Implementations of the services defined in wallet.go are isolated in packages by their dependency name, for example, kafka, rest, mock, rocksdb.
Package kafka implements wallet services and provides the Client access to them. There were two design options: embed the services to the Client struct or inject a service into each other. The example below would allow to have a swappable PaymentService ("pg" refers to a Postgres implementation):
kafka.TransferService.PaymentService = pg.NewPaymentService()

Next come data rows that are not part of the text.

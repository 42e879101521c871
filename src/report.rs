//! Pass/fail report over checker results.

use crate::checker::{CheckResults, Failure};
use crate::taxonomy::EventTypeName;
use serde::Serialize;
use std::fmt;

#[derive(Debug, Clone, PartialEq, Eq, Serialize)]
pub struct Report {
    pub passed: bool,
    pub checked_types: usize,
    /// Sorted by type name, taxonomy and failure kind.
    pub failures: Vec<Failure>,
    /// Warnings only; never fail the run.
    pub undocumented: Vec<EventTypeName>,
}

impl Report {
    pub fn from_results(results: CheckResults) -> Self {
        let CheckResults {
            checked_types,
            mut failures,
            mut undocumented,
        } = results;
        failures.sort_by(|a, b| {
            (a.event_type(), a.taxonomy(), a.kind())
                .cmp(&(b.event_type(), b.taxonomy(), b.kind()))
        });
        undocumented.sort();
        undocumented.dedup();
        Self {
            passed: failures.is_empty(),
            checked_types,
            failures,
            undocumented,
        }
    }

    pub fn passed(&self) -> bool {
        self.passed
    }

    /// One line per failure.
    pub fn diagnostics(&self) -> Vec<String> {
        self.failures.iter().map(ToString::to_string).collect()
    }

    /// Human-readable report; see the `Display` impl.
    pub fn render(&self) -> String {
        self.to_string()
    }
}

/// Failures, then warnings, then a summary line.
impl fmt::Display for Report {
    fn fmt(&self, f: &mut fmt::Formatter<'_>) -> fmt::Result {
        for failure in &self.failures {
            writeln!(f, "FAIL {failure}")?;
        }
        for event_type in &self.undocumented {
            writeln!(f, "WARN {event_type} has no description")?;
        }
        let status = if self.passed { "passed" } else { "failed" };
        writeln!(
            f,
            "{status}: {} type(s) checked, {} failure(s), {} undocumented",
            self.checked_types,
            self.failures.len(),
            self.undocumented.len()
        )
    }
}
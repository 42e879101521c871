//! Documentation-vs-derivation consistency checks.
//!
//! Two independent checks run over the extracted documentation:
//!
//! * **mismatch**: per type and taxonomy, the documented set minus exception
//!   entries and contextual members must equal the derived set;
//! * **inheritance**: every documented subtype must restate the documented
//!   members of each documented ancestor, unless exempted.
//!
//! Neither check stops at the first problem. Failures accumulate so one run
//! surfaces all drift at once.

use crate::config::CheckConfig;
use crate::doc_references::{DocumentedRequirements, Extraction, ReferenceResolutionError};
use crate::events::TypeHierarchyIndex;
use crate::registry::{RequirementRegistry, SetupError};
use crate::taxonomy::{EventTypeName, MemberSet, Taxonomy, format_members};
use serde::Serialize;
use std::fmt;
use tracing::debug;

#[derive(Debug, Clone, PartialEq, Eq, Serialize)]
#[serde(tag = "kind", rename_all = "snake_case")]
pub enum Failure {
    /// Documented and derived sets differ.
    Mismatch {
        event_type: EventTypeName,
        taxonomy: Taxonomy,
        /// Documented members after exceptions and contextual members were removed.
        documented: MemberSet,
        derived: MemberSet,
    },
    /// A subtype does not document members its ancestor documents.
    Inheritance {
        event_type: EventTypeName,
        taxonomy: Taxonomy,
        missing: MemberSet,
        ancestor: EventTypeName,
    },
    /// A documentation reference could not be resolved.
    UnresolvedReference {
        event_type: EventTypeName,
        taxonomy: Taxonomy,
        reference: String,
    },
}

impl Failure {
    pub fn event_type(&self) -> &EventTypeName {
        match self {
            Failure::Mismatch { event_type, .. }
            | Failure::Inheritance { event_type, .. }
            | Failure::UnresolvedReference { event_type, .. } => event_type,
        }
    }

    pub fn taxonomy(&self) -> Taxonomy {
        match self {
            Failure::Mismatch { taxonomy, .. }
            | Failure::Inheritance { taxonomy, .. }
            | Failure::UnresolvedReference { taxonomy, .. } => *taxonomy,
        }
    }

    pub fn kind(&self) -> &'static str {
        match self {
            Failure::Mismatch { .. } => "mismatch",
            Failure::Inheritance { .. } => "inheritance",
            Failure::UnresolvedReference { .. } => "unresolved_reference",
        }
    }
}

impl From<ReferenceResolutionError> for Failure {
    fn from(err: ReferenceResolutionError) -> Self {
        Failure::UnresolvedReference {
            event_type: err.event_type,
            taxonomy: err.taxonomy,
            reference: err.reference,
        }
    }
}

impl fmt::Display for Failure {
    fn fmt(&self, f: &mut fmt::Formatter<'_>) -> fmt::Result {
        match self {
            Failure::Mismatch {
                event_type,
                taxonomy,
                documented,
                derived,
            } => {
                let documented_only: MemberSet = documented.difference(derived).cloned().collect();
                let derived_only: MemberSet = derived.difference(documented).cloned().collect();
                write!(
                    f,
                    "[{taxonomy}] {event_type}: documented {} does not match derived {} (documented only: {}, derived only: {})",
                    format_members(documented),
                    format_members(derived),
                    format_members(&documented_only),
                    format_members(&derived_only)
                )
            }
            Failure::Inheritance {
                event_type,
                taxonomy,
                missing,
                ancestor,
            } => write!(
                f,
                "[{taxonomy}] {event_type} does not document {} inherited from {ancestor}",
                format_members(missing)
            ),
            Failure::UnresolvedReference {
                event_type,
                taxonomy,
                reference,
            } => write!(
                f,
                "[{taxonomy}] {event_type}: unresolvable reference '{reference}'"
            ),
        }
    }
}

#[derive(Debug, Clone, Default, PartialEq, Eq)]
/// Raw checker output, before the reporter orders it.
pub struct CheckResults {
    pub checked_types: usize,
    pub failures: Vec<Failure>,
    pub undocumented: Vec<EventTypeName>,
}

pub struct ConsistencyChecker<'a> {
    hierarchy: &'a TypeHierarchyIndex,
    registry: &'a RequirementRegistry<'a>,
    config: &'a CheckConfig,
}

impl<'a> ConsistencyChecker<'a> {
    pub fn new(
        hierarchy: &'a TypeHierarchyIndex,
        registry: &'a RequirementRegistry<'a>,
        config: &'a CheckConfig,
    ) -> Self {
        Self {
            hierarchy,
            registry,
            config,
        }
    }

    /// Run both checks over `extraction`.
    ///
    /// Only a failing derivation aborts; everything else is accumulated.
    pub fn run(&self, extraction: &Extraction) -> Result<CheckResults, SetupError> {
        let mut failures: Vec<Failure> = extraction
            .resolution_errors
            .iter()
            .cloned()
            .map(Failure::from)
            .collect();
        failures.extend(self.check_mismatches(&extraction.documented)?);
        failures.extend(self.check_inheritance(&extraction.documented));

        Ok(CheckResults {
            checked_types: self.hierarchy.len(),
            failures,
            undocumented: extraction.undocumented.clone(),
        })
    }

    /// Compare documented against derived sets for every documented type.
    pub fn check_mismatches(&self, documented: &DocumentedRequirements) -> Result<Vec<Failure>, SetupError> {
        let mut failures = Vec::new();
        for event_type in documented.types() {
            if self.config.is_ignored(event_type) {
                debug!(event_type = %event_type, "ignored type skipped by mismatch check");
                continue;
            }
            let Some(event) = self.hierarchy.get(event_type) else {
                continue;
            };
            for taxonomy in Taxonomy::ALL {
                let Some(raw) = documented.get(event_type, taxonomy) else {
                    continue;
                };
                let excused = self.config.exceptions_for(event_type, taxonomy);
                let contextual = self.config.contextual(taxonomy);
                let expected: MemberSet = raw
                    .iter()
                    .filter(|member| !excused.contains(*member) && !contextual.contains(*member))
                    .cloned()
                    .collect();
                let derived = self.registry.required_for(event, taxonomy)?;
                if expected != derived {
                    failures.push(Failure::Mismatch {
                        event_type: event_type.clone(),
                        taxonomy,
                        documented: expected,
                        derived,
                    });
                }
            }
        }
        Ok(failures)
    }

    /// Check that documented subtypes carry their ancestors' documented members.
    ///
    /// A subtype's own exception entries also excuse it here; undocumented
    /// subtypes have nothing to check.
    pub fn check_inheritance(&self, documented: &DocumentedRequirements) -> Vec<Failure> {
        let mut failures = Vec::new();
        for ancestor in documented.types() {
            for taxonomy in Taxonomy::ALL {
                let Some(obligations) = documented.get(ancestor, taxonomy) else {
                    continue;
                };
                if obligations.is_empty() {
                    continue;
                }
                for subtype in self.hierarchy.subtypes_of(ancestor) {
                    if self.config.is_inheritance_exempt(&subtype, taxonomy) {
                        continue;
                    }
                    let Some(carried) = documented.get(&subtype, taxonomy) else {
                        continue;
                    };
                    let excused = self.config.exceptions_for(&subtype, taxonomy);
                    let missing: MemberSet = obligations
                        .iter()
                        .filter(|member| !carried.contains(*member) && !excused.contains(*member))
                        .cloned()
                        .collect();
                    if !missing.is_empty() {
                        failures.push(Failure::Inheritance {
                            event_type: subtype,
                            taxonomy,
                            missing,
                            ancestor: ancestor.clone(),
                        });
                    }
                }
            }
        }
        failures
    }
}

On the other hand, grouping services in the Client would let services maintain DB transactions by sharing the same *sql.DB. Here is pg.Client example:
// Client represents a client to the underlying PostgreSQL data store.
type Client struct {
Transfer *TransferService
Payment *PaymentService
logger wallet.Logger
db *sql.DB
transferQ map[string]string
paymentQ map[string]string
}
In distributed-signup project a Client concept is baked into UserService, because it was the only service that needed access to Postgres.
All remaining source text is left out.